Saturday, May 23, 2009

'I own a tree'

There is an ad on prime time TV that shows a guy standing in his backyard with his partner, looking up at a tree and saying 'I own a tree. I've never owned a tree before.' I hate ads but that particular ad I had a soft spot for, as although the guy was obviously a new home owner, it was the tree he related to (OK it was an ad and it worked).
Well now that is significant for me. Because I own a tree. A big pine tree in the front yard on the western side. Perhaps 30 feet tall, maybe more. Big. The canopy is half over my roof and half over the next property. At the moment there is no house on that property. But there will be. And I had a call from the new owner, a nice bloke, proposing that I cut down my tree so that their cars will not have pine cones and resin dropped on them while they are in the drive.
So what do I do? I would never cut down that tree left to my own choice. All right, it does put a lot of stuff in the gutters which is an ongoing problem, and no doubt affects the rainwater that goes into my two tanks on that side of the house. I don't drink that rainwater - not yet, but if it gets dry enough over the next few years I may. But sulphur crested cockatoos and Major Mitchells flock into that tree (and the one on the other side). There are 50 to 100 of them. They swoop in, usually early in the morning, and then they quietly chew. If you go outside you can see glimpses of their whiteness and hear some crunching noises but that is all. After a while you can hear a pelting noise - that is them dropping the chewed pine cones onto the roof and ground. This routine can go on for an hour. Then all at once they fly from their different positions in the tree as if a gun has gone off. They squawk and scream and fly off. It is a racket. When you look around you can see bits of pine cone everywhere - strewn on the footpaths, in the garden, on the verandah roof (and in the gutters, sigh). It is a treat not just for them but for me. And a laugh.
I guess some of us love trees and the shade and natural unpredicatable events they bring, and some of us love cars.

Friday, May 22, 2009

It's over till it starts again

As the weeks roll by in 7-day lots, this phrase 'It's over till it starts again' seems an apt epithet (what a tongue twister!).

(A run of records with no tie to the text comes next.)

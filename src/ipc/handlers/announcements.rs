use crate::access::Role;
use crate::ipc::error::ok;
use crate::ipc::helpers::{current_user, get_required_str, require_admin, require_conn, HandlerErr};
use crate::ipc::types::{AppState, Request};
use rusqlite::Connection;
use serde_json::{json, Value};
use uuid::Uuid;

const AUDIENCES: [&str; 3] = ["all", "guru", "wali"];

fn announcements_create(conn: &Connection, params: &Value) -> Result<Value, HandlerErr> {
    require_admin(params)?;
    let title = get_required_str(params, "title")?;
    let body = get_required_str(params, "body")?;
    let audience = get_required_str(params, "audience")?;
    if !AUDIENCES.contains(&audience.as_str()) {
        return Err(HandlerErr::bad_params("audience must be one of all, guru, wali"));
    }

    let id = Uuid::new_v4().to_string();
    conn.execute(
        "INSERT INTO announcements(id, title, body, audience, created_at)
         VALUES(?, ?, ?, ?, strftime('%Y-%m-%dT%H:%M:%fZ','now'))",
        (&id, &title, &body, &audience),
    )
    .map_err(|e| HandlerErr::new("db_insert_failed", e.to_string()))?;
    Ok(json!({ "announcementId": id }))
}

fn announcements_list(conn: &Connection, params: &Value) -> Result<Value, HandlerErr> {
    let user = current_user(params)?;
    let own = match user.role {
        Role::Guru => Some("guru"),
        Role::Wali => Some("wali"),
        Role::SuperAdmin | Role::Admin => None,
    };

    let mut stmt = conn
        .prepare(
            "SELECT id, title, body, audience, created_at
             FROM announcements
             WHERE ?1 IS NULL OR audience = 'all' OR audience = ?1
             ORDER BY created_at DESC, rowid DESC",
        )
        .map_err(HandlerErr::db_query)?;
    let rows = stmt
        .query_map([own], |r| {
            Ok(json!({
                "id": r.get::<_, String>(0)?,
                "title": r.get::<_, String>(1)?,
                "body": r.get::<_, String>(2)?,
                "audience": r.get::<_, String>(3)?,
                "createdAt": r.get::<_, String>(4)?,
            }))
        })
        .and_then(|it| it.collect::<Result<Vec<_>, _>>())
        .map_err(HandlerErr::db_query)?;
    Ok(json!({ "announcements": rows }))
}

fn announcements_delete(conn: &Connection, params: &Value) -> Result<Value, HandlerErr> {
    require_admin(params)?;
    let id = get_required_str(params, "announcementId")?;
    let n = conn
        .execute("DELETE FROM announcements WHERE id = ?", [&id])
        .map_err(|e| HandlerErr::new("db_delete_failed", e.to_string()))?;
    if n == 0 {
        return Err(HandlerErr::new("not_found", "announcement not found"));
    }
    Ok(json!({ "ok": true }))
}

fn handle_announcements_create(state: &mut AppState, req: &Request) -> Value {
    match require_conn(state).and_then(|conn| announcements_create(conn, &req.params)) {
        Ok(v) => ok(&req.id, v),
        Err(e) => e.response(&req.id),
    }
}

fn handle_announcements_list(state: &mut AppState, req: &Request) -> Value {
    match require_conn(state).and_then(|conn| announcements_list(conn, &req.params)) {
        Ok(v) => ok(&req.id, v),
        Err(e) => e.response(&req.id),
    }
}

fn handle_announcements_delete(state: &mut AppState, req: &Request) -> Value {
    match require_conn(state).and_then(|conn| announcements_delete(conn, &req.params)) {
        Ok(v) => ok(&req.id, v),
        Err(e) => e.response(&req.id),
    }
}

pub fn try_handle(state: &mut AppState, req: &Request) -> Option<Value> {
    match req.method.as_str() {
        "announcements.create" => Some(handle_announcements_create(state, req)),
        "announcements.list" => Some(handle_announcements_list(state, req)),
        "announcements.delete" => Some(handle_announcements_delete(state, req)),
        _ => None,
    }
}
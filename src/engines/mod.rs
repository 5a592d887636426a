//! Speech synthesis engines.
//!
//! This module contains implementations of text-to-speech services.
//!
//! # Available Engines
//!
//! - `ivona` - IVONA Speech Cloud (HTTP, AWS Signature V4)

pub mod ivona;
use serde::Serialize;

use super::config::{ClientConfig, Rate, Volume};

/// Per-call voice override. Unset fields fall back to the client defaults.
#[derive(Debug, Clone, Default, PartialEq, Eq)]
pub struct VoiceSelection {
    pub name: Option<String>,
    pub language: Option<String>,
}

impl VoiceSelection {
    pub fn new(name: impl Into<String>, language: impl Into<String>) -> Self {
        Self {
            name: Some(name.into()),
            language: Some(language.into()),
        }
    }

    pub fn name(name: impl Into<String>) -> Self {
        Self {
            name: Some(name.into()),
            language: None,
        }
    }

    pub fn language(language: impl Into<String>) -> Self {
        Self {
            name: None,
            language: Some(language.into()),
        }
    }

    /// Fill the unset fields from `config`.
    pub fn resolve<'a>(&'a self, config: &'a ClientConfig) -> (&'a str, &'a str) {
        (
            self.name.as_deref().unwrap_or(config.voice_name()),
            self.language.as_deref().unwrap_or(config.language()),
        )
    }
}

/// CreateSpeech request body.
#[derive(Debug, Serialize)]
#[serde(rename_all = "PascalCase")]
pub(crate) struct CreateSpeechRequest<'a> {
    pub input: Input<'a>,
    pub output_format: OutputFormat,
    pub parameters: Parameters,
    pub voice: Voice<'a>,
}

#[derive(Debug, Serialize)]
#[serde(rename_all = "PascalCase")]
pub(crate) struct Input<'a> {
    pub data: &'a str,
}

#[derive(Debug, Serialize)]
#[serde(rename_all = "PascalCase")]
pub(crate) struct OutputFormat {
    pub codec: &'static str,
}

#[derive(Debug, Serialize)]
#[serde(rename_all = "PascalCase")]
pub(crate) struct Parameters {
    pub rate: Rate,
    pub volume: Volume,
    pub sentence_break: u32,
    pub paragraph_break: u32,
}

#[derive(Debug, Serialize)]
#[serde(rename_all = "PascalCase")]
pub(crate) struct Voice<'a> {
    pub name: &'a str,
    pub language: &'a str,
}

impl<'a> CreateSpeechRequest<'a> {
    /// Everything but the text and voice comes from `config` as it is now.
    pub fn new(text: &'a str, config: &ClientConfig, name: &'a str, language: &'a str) -> Self {
        Self {
            input: Input { data: text },
            output_format: OutputFormat {
                codec: config.codec().wire_name(),
            },
            parameters: Parameters {
                rate: config.rate(),
                volume: config.volume(),
                sentence_break: config.sentence_break(),
                paragraph_break: config.paragraph_break(),
            },
            voice: Voice { name, language },
        }
    }
}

I work 4 days a week in a workplace, and when Thursday is over there is a 3-day space of time before Monday. When you are old (if you are lucky enought to get there) and you look back over your whole life (if that is what you do), is this how it appears - as chunks of time organised over 1-week periods? I used to be able to account for every year of my adult life, and probably still could. Partly because I did a lot of applying for jobs and structured my life according to what year I had done what. Lately the structure has been more 'project-based' (eg it took me 7 years to do a Masters degree).
Which approach slows life down, which is what it would be really nice to do? Or is there a completely different way of 'measuring' life? The answer in buddhist or meditational terms would be to take each moment as it comes. This removes the routine-like aspect of time.
As usual I started this post with a different sense of where it would go. That is writing for you. Not sure now what I was really trying to say...except that I was excited that this was a 6-word description of my current life.

Friday, May 15, 2009

Steps to happiness

The following notes are adapted from Meditations from the Tantras, a thin book with some very 'river deep, mountain high' advice.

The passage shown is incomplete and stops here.